Aleksei Yakovlevich Kozhevnikov (Алексе́й Я́ковлевич Коже́вников; 5 March 1836 - 23 October 1902) was a Russian neurologist and psychiatrist who was a native of Ryazan.

== Biography ==
From 1853 until 1858 he studied medicine at the University of Moscow, and furthered his education in Germany, Switzerland, England and France. At Jean Martin Charcot's laboratory in Paris he made important pathological correlations in the study of amyotrophic lateral sclerosis (ALS). In 1869 he returned to Moscow, where he worked at the Novo-Ekaterininskii Hospital, and gave classes in neurologic and psychiatric diseases. From 1870 to 1884 he was in charge of the clinic for neurologic diseases, becoming professor extraordinarius in 1873.
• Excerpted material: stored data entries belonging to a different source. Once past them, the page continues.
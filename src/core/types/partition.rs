// src/core/types/partition.rs

//! Partition entity, containment/wiring relations, and the partition state
//! machine.
//!
//! Parent/child/wiring relations are stored as name sets rather than
//! pointers: this makes the scheduler's lock-held snapshot-and-release
//! pattern a cheap clone instead of a graph walk.

use crate::core::spec::{Matchable, Spec};
use serde::{Deserialize, Serialize};
use serde_json::Value;
use std::collections::BTreeSet;

/// The partition state machine. Several variants carry
/// the blocking cause, matching the original's parenthesized wire strings
/// (`"blocked (X)"`, `"hardware offline: nodecard N"`, ...).
#[derive(Debug, Clone, PartialEq, Eq, Serialize, Deserialize)]
#[serde(tag = "kind", rename_all = "snake_case")]
pub enum PartitionState {
    Idle,
    Allocated,
    Busy,
    Cleanup,
    /// A related partition is non-idle.
    Blocked { by: String },
    /// An equal-sized partition shares switches with this one.
    BlockedWiring { by: String },
    BlockedByPendingDiags,
    BlockedByFailedDiags,
    FailedDiags,
    HardwareOfflineNodeCard { id: String },
    HardwareOfflineSwitch { id: String },
}

impl PartitionState {
    /// The exact wire string the original CLIs expect to see, preserved
    /// verbatim.
    pub fn wire_string(&self) -> String {
        match self {
            PartitionState::Idle => "idle".to_string(),
            PartitionState::Allocated => "allocated".to_string(),
            PartitionState::Busy => "busy".to_string(),
            PartitionState::Cleanup => "cleanup".to_string(),
            PartitionState::Blocked { by } => format!("blocked ({by})"),
            PartitionState::BlockedWiring { by } => format!("blocked-wiring ({by})"),
            PartitionState::BlockedByPendingDiags => "blocked by pending diags".to_string(),
            PartitionState::BlockedByFailedDiags => "blocked by failed diags".to_string(),
            PartitionState::FailedDiags => "failed diags".to_string(),
            PartitionState::HardwareOfflineNodeCard { id } => {
                format!("hardware offline: nodecard {id}")
            }
            PartitionState::HardwareOfflineSwitch { id } => {
                format!("hardware offline: switch {id}")
            }
        }
    }

    pub fn is_idle(&self) -> bool {
        matches!(self, PartitionState::Idle)
    }
}

#[derive(Debug, Clone, Serialize, Deserialize)]
pub struct Partition {
    pub name: String,
    /// Node count; a power of two down to 32.
    pub size: u32,
    /// Colon-list of eligible queue names.
    #[serde(default)]
    pub queue: Vec<String>,
    pub scheduled: bool,
    pub functional: bool,
    pub state: PartitionState,
    pub node_cards: Vec<String>,
    #[serde(default)]
    pub switches: Vec<String>,

    // Derived relations; recomputed on every topology change, never
    // persisted independently of `node_cards`/`switches`.
    #[serde(default)]
    pub parents: BTreeSet<String>,
    #[serde(default)]
    pub children: BTreeSet<String>,
    #[serde(default)]
    pub all_children: BTreeSet<String>,
    #[serde(default)]
    pub wiring_conflicts: BTreeSet<String>,

    // Transient reservation fields, owned exclusively by the System
    // Manager.
    #[serde(skip_serializing_if = "Option::is_none")]
    pub reserved_by: Option<i64>,
    #[serde(skip_serializing_if = "Option::is_none")]
    pub reserved_until: Option<i64>,
    #[serde(skip_serializing_if = "Option::is_none")]
    pub used_by: Option<i64>,
    #[serde(default)]
    pub cleanup_pending: bool,
    #[serde(skip_serializing_if = "Option::is_none")]
    pub backfill_time: Option<i64>,
    #[serde(default)]
    pub draining: bool,
}

impl Partition {
    /// Schedulable only if functional+scheduled and every relative is
    /// functional too (relatives must be resolved by the caller, since
    /// `Partition` only stores names).
    pub fn is_locally_schedulable(&self) -> bool {
        self.functional && self.scheduled
    }

    /// Every partition this one contains or is contained by.
    pub fn all_relatives(&self) -> impl Iterator<Item = &String> {
        self.parents.iter().chain(self.children.iter())
    }
}

impl Matchable for Partition {
    fn field(&self, field: &str) -> Option<Value> {
        match field {
            "name" => Some(Value::String(self.name.clone())),
            "size" => Some(Value::from(self.size)),
            "scheduled" => Some(Value::from(self.scheduled)),
            "functional" => Some(Value::from(self.functional)),
            "state" => Some(Value::String(self.state.wire_string())),
            "used_by" => self.used_by.map(Value::from),
            _ => None,
        }
    }

    fn apply_update(&mut self, update: &Spec) {
        if let Some(v) = update.get("scheduled").and_then(Value::as_bool) {
            self.scheduled = v;
        }
        if let Some(v) = update.get("functional").and_then(Value::as_bool) {
            self.functional = v;
        }
        if let Some(Value::Array(queues)) = update.get("queue") {
            self.queue = queues
                .iter()
                .filter_map(|v| v.as_str().map(String::from))
                .collect();
        }
    }
}
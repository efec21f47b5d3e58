// src/system_manager/diagnostics.rs

//! Partition diagnostics lifecycle, grounded on the pending/failed
//! diagnostics bits tracked per-partition on the original's `BasePartition`.
//!
//! Diagnostics gate a partition's return to service when the role is
//! configured with `diagnostics_required`: a partition taken offline for
//! hardware reasons re-enters the pool as `blocked by pending diags` rather
//! than `idle`, and only becomes schedulable once diagnostics are recorded
//! as passed.

use crate::core::errors::CobaltError;
use crate::core::types::{Partition, PartitionState};

/// Marks `p` as awaiting diagnostics, used when a partition is returned to
/// service after a hardware-offline or failed-diags condition clears.
pub fn queue_for_diagnostics(p: &mut Partition) {
    p.state = PartitionState::BlockedByPendingDiags;
}

/// Records a diagnostics result. Passing clears the block; failing moves the
/// partition to `failed diags`, which keeps it out of the schedulable pool
/// until an operator intervenes (`set_partitions` with `functional=false`
/// then back to `true` re-queues it).
pub fn record_result(p: &mut Partition, passed: bool) -> Result<(), CobaltError> {
    if !matches!(p.state, PartitionState::BlockedByPendingDiags) {
        return Err(CobaltError::validation(format!(
            "partition '{}' is not awaiting diagnostics",
            p.name
        )));
    }
    p.state = if passed { PartitionState::Idle } else { PartitionState::FailedDiags };
    Ok(())
}

#[cfg(test)]
mod tests {
    use super::*;
    use std::collections::BTreeSet;

    fn partition() -> Partition {
        Partition {
            name: "p0".into(),
            size: 32,
            queue: vec!["default".into()],
            scheduled: true,
            functional: true,
            state: PartitionState::Idle,
            node_cards: vec![],
            switches: vec![],
            parents: BTreeSet::new(),
            children: BTreeSet::new(),
            all_children: BTreeSet::new(),
            wiring_conflicts: BTreeSet::new(),
            reserved_by: None,
            reserved_until: None,
            used_by: None,
            cleanup_pending: false,
            backfill_time: None,
            draining: false,
        }
    }

    #[test]
    fn failed_diagnostics_keeps_partition_blocked() {
        let mut p = partition();
        queue_for_diagnostics(&mut p);
        record_result(&mut p, false).unwrap();
        assert_eq!(p.state, PartitionState::FailedDiags);
    }

    #[test]
    fn passed_diagnostics_returns_to_idle() {
        let mut p = partition();
        queue_for_diagnostics(&mut p);
        record_result(&mut p, true).unwrap();
        assert_eq!(p.state, PartitionState::Idle);
    }

    #[test]
    fn result_without_pending_request_is_rejected() {
        let mut p = partition();
        assert!(record_result(&mut p, true).is_err());
    }
}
In 1880 Kozhevnikov attained the chair of special pathology and therapy at the University of Moscow, and in 1886 founded the university clinic of psychiatry. In 1890 he founded the Moscow Society of Neuropathologists and Psychiatrists. In 1901 he founded the Korsakov Journal of Neurology and Psychiatry.

== Career ==
Kozhevnikov was a pioneer of Russian psychiatry, and was an advocate for humane treatment of the mentally insane. His name is lent to the eponymous "Kozhevnikov's epilepsy", also known as epilepsia continua, which is an epilepsy characterized by almost continuous, rhythmic muscular contractions that affect a limited portion of the body. He provided a comprehensive description of progressive familial spastic diplegia, and made contributions in the neuropathological study of nuclear ophthalmoplegia and asthenic bulbar paralysis.

Among his students and assistants were Sergei Korsakoff (1853–1900), Grigory Ivanovich Rossolimo (1860–1928), Liverij Osipovich Darkshevich (1858–1925), Vladimir Karlovich Roth (1848–1916), Lazar Salomonovich Minor (1855–1942) and Edward Flatau (1869–1932).